_Task item:_
Write out exactly the lines of the material below, beginning at the top and ending at the line that contains "fn poller(api: &Arc<FakeApi>)".

_Input data:_

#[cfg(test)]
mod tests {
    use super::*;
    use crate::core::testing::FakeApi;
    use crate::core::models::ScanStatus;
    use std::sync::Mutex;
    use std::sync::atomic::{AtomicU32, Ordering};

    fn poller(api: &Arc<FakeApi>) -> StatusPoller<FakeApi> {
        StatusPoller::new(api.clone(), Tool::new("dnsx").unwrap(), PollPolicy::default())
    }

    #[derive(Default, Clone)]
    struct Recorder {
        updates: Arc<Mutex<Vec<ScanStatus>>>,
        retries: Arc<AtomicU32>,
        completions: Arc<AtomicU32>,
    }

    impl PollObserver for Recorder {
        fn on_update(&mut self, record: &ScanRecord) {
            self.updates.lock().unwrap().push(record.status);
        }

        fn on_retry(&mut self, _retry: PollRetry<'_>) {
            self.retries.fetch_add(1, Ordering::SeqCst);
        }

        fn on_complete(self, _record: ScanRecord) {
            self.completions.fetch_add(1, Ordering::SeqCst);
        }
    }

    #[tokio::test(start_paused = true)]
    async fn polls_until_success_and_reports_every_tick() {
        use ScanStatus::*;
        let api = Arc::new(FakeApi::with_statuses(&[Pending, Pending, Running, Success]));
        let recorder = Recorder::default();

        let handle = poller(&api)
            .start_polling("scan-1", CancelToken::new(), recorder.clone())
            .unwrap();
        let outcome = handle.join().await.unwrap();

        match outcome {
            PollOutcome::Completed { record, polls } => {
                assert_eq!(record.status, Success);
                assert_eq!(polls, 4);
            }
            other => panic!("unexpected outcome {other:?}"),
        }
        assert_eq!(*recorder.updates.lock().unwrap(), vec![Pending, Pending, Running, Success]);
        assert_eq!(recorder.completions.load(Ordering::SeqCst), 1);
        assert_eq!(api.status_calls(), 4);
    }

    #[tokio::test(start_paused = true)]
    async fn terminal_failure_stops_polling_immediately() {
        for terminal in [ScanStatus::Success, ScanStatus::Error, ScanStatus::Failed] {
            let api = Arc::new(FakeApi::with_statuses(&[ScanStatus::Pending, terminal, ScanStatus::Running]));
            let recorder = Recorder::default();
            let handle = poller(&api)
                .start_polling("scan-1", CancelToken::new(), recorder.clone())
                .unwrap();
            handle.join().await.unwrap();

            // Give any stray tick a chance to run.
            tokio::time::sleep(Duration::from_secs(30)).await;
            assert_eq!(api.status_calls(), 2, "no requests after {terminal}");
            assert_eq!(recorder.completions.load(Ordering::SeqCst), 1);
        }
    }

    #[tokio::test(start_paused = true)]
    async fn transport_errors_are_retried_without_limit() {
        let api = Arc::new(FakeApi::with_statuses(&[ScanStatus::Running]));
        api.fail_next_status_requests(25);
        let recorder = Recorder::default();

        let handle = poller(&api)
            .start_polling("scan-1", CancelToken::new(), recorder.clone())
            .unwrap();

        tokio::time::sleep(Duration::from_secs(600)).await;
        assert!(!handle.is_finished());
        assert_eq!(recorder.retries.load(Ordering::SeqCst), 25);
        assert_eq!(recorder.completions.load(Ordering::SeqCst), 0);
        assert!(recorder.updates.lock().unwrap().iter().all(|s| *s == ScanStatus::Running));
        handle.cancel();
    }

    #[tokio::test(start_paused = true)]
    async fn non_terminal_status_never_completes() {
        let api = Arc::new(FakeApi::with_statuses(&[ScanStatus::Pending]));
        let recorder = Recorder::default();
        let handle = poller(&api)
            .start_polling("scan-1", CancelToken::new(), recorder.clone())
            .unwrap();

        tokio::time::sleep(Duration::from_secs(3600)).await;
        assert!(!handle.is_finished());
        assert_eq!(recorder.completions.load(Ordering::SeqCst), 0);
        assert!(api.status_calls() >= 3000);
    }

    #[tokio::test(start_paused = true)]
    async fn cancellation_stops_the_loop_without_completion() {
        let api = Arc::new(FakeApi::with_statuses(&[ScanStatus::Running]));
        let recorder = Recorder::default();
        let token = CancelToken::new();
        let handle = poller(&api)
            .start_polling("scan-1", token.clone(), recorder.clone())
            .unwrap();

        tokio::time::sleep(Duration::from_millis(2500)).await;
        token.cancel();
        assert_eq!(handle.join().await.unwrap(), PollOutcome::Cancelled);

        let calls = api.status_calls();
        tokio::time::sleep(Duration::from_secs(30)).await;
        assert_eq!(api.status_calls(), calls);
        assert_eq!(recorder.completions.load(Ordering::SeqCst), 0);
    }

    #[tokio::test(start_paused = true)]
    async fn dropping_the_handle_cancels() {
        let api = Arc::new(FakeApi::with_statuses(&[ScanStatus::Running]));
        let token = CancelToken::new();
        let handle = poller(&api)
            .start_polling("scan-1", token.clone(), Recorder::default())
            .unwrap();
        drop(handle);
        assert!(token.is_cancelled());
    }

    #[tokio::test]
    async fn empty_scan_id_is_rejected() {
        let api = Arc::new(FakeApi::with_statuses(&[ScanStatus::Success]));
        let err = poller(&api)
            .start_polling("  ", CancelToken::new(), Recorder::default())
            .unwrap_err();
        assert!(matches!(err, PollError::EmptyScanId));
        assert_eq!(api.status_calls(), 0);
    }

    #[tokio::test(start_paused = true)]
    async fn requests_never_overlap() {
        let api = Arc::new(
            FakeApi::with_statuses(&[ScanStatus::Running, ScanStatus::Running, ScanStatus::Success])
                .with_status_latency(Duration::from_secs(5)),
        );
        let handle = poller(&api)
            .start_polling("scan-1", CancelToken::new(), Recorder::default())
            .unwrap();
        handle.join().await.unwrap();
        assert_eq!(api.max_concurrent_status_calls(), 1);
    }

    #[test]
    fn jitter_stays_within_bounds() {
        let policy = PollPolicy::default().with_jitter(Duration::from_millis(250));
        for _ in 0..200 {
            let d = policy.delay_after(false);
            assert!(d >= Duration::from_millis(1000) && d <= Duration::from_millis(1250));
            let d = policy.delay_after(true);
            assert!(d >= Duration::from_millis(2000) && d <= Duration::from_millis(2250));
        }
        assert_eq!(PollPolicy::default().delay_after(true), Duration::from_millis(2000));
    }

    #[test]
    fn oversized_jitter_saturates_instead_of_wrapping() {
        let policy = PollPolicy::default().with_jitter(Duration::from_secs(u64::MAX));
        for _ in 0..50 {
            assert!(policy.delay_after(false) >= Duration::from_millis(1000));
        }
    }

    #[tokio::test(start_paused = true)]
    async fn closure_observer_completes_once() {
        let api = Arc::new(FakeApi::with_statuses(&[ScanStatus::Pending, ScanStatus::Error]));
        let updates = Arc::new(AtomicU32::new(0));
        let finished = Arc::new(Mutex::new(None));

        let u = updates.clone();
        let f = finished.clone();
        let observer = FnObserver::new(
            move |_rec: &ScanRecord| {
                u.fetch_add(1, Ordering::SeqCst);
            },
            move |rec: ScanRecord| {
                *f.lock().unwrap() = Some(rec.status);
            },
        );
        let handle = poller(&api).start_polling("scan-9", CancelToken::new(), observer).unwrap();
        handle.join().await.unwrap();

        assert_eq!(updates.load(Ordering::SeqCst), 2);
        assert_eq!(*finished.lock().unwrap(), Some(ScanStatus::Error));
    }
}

_Exercise result:_
#[cfg(test)]
mod tests {
    use super::*;
    use crate::core::testing::FakeApi;
    use crate::core::models::ScanStatus;
    use std::sync::Mutex;
    use std::sync::atomic::{AtomicU32, Ordering};

    fn poller(api: &Arc<FakeApi>) -> StatusPoller<FakeApi> {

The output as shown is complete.